**Source information:**

+ + + + + + +

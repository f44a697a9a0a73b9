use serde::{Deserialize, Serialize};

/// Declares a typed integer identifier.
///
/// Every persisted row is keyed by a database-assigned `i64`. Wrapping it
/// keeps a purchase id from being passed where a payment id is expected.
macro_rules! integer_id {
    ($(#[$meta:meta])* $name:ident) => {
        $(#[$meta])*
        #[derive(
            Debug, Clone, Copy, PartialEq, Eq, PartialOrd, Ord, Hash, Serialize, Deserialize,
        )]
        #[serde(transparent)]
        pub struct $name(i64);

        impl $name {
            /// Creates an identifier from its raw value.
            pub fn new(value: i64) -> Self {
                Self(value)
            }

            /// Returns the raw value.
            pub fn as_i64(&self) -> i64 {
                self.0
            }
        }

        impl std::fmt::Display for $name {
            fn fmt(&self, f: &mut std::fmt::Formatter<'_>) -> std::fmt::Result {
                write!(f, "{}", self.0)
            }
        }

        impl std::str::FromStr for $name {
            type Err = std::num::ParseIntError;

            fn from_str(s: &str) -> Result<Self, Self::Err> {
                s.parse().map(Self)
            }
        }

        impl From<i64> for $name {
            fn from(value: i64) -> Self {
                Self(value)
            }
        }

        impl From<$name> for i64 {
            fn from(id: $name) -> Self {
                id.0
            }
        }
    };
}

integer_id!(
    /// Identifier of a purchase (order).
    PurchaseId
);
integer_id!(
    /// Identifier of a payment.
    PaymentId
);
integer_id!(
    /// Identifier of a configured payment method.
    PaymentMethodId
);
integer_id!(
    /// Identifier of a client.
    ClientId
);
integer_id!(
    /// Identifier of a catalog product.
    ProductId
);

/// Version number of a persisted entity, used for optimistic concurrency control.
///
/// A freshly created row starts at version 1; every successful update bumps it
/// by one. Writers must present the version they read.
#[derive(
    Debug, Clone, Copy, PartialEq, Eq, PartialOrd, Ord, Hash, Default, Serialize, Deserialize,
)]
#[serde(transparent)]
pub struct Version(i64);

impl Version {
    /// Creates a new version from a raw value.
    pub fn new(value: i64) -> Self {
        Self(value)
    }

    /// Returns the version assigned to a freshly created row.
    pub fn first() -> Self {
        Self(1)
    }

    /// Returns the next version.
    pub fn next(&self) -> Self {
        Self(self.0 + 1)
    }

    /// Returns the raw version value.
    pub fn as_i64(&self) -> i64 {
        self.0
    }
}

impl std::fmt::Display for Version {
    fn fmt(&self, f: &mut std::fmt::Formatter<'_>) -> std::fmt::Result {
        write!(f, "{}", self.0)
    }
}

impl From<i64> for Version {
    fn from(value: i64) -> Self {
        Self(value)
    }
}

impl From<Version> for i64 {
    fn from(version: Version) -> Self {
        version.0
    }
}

+ + + + + + +

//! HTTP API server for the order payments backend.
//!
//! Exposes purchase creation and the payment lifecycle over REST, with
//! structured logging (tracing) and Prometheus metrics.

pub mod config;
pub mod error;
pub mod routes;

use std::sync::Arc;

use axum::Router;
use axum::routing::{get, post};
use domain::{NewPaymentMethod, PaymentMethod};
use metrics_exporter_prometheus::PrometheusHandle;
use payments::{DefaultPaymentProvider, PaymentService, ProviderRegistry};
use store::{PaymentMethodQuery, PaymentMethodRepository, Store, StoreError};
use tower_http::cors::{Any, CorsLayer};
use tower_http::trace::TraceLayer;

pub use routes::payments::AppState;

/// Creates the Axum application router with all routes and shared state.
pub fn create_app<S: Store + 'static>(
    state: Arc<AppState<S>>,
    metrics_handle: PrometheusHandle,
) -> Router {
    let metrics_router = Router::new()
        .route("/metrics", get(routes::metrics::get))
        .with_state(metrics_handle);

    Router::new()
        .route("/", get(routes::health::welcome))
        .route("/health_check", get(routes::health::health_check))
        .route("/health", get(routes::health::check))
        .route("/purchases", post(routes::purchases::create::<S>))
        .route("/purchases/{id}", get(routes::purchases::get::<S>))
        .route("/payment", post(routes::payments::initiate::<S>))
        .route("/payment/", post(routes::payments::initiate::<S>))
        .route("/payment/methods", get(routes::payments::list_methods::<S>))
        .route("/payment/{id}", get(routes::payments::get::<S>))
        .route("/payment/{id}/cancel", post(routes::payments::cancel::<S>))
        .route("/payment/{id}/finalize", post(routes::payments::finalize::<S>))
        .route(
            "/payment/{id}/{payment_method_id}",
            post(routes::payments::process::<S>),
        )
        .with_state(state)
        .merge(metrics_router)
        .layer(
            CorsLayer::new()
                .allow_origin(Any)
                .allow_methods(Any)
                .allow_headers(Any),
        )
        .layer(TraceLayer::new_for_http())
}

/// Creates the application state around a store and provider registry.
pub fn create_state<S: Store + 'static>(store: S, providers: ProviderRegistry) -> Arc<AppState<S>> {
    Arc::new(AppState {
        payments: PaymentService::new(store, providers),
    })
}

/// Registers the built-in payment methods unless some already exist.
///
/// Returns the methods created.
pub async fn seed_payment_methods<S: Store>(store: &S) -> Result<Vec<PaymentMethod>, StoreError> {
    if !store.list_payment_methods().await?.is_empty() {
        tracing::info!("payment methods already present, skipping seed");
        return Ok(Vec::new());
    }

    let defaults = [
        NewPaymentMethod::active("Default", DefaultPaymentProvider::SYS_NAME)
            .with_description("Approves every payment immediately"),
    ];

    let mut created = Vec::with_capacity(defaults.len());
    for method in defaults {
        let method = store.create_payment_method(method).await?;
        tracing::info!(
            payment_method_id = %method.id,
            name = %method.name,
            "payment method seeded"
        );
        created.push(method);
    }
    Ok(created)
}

+ + + + + + +

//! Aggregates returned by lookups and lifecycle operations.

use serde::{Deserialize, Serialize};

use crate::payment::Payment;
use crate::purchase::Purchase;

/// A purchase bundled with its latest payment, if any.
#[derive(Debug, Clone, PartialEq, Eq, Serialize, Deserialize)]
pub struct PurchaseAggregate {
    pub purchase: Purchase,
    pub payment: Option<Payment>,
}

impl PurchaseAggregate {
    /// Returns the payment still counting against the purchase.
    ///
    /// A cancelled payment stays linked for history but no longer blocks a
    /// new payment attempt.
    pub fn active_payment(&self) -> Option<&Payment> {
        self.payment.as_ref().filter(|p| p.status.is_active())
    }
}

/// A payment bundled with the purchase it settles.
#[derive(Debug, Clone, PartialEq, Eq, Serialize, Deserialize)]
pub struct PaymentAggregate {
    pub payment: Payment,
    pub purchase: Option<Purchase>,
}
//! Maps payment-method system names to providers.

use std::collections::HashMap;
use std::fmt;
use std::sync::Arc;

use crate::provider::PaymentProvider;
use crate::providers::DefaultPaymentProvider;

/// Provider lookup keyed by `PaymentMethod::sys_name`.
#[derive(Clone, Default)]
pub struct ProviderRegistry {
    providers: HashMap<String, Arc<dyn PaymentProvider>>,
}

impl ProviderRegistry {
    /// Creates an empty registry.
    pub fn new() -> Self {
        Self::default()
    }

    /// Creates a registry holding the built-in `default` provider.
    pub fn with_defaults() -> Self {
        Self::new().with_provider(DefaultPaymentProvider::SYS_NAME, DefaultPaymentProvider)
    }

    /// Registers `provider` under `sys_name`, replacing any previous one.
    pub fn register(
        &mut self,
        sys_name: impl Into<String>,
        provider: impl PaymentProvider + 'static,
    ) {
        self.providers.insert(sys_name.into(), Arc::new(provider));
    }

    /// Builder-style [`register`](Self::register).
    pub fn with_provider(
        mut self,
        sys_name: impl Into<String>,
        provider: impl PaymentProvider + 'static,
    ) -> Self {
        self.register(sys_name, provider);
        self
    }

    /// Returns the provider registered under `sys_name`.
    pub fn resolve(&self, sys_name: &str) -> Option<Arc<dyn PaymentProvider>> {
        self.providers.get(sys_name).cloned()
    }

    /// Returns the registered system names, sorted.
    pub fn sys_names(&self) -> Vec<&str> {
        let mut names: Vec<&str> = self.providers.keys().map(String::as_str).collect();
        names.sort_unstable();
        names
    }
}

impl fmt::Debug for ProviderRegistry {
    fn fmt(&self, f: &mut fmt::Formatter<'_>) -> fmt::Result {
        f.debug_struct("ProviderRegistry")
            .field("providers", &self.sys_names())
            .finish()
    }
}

+ + + + + + +

**Exercise:**
Among the lines of the data above, find those with the word "Display" and show them.

**Your response:**
        impl std::fmt::Display for $name {
impl std::fmt::Display for Version {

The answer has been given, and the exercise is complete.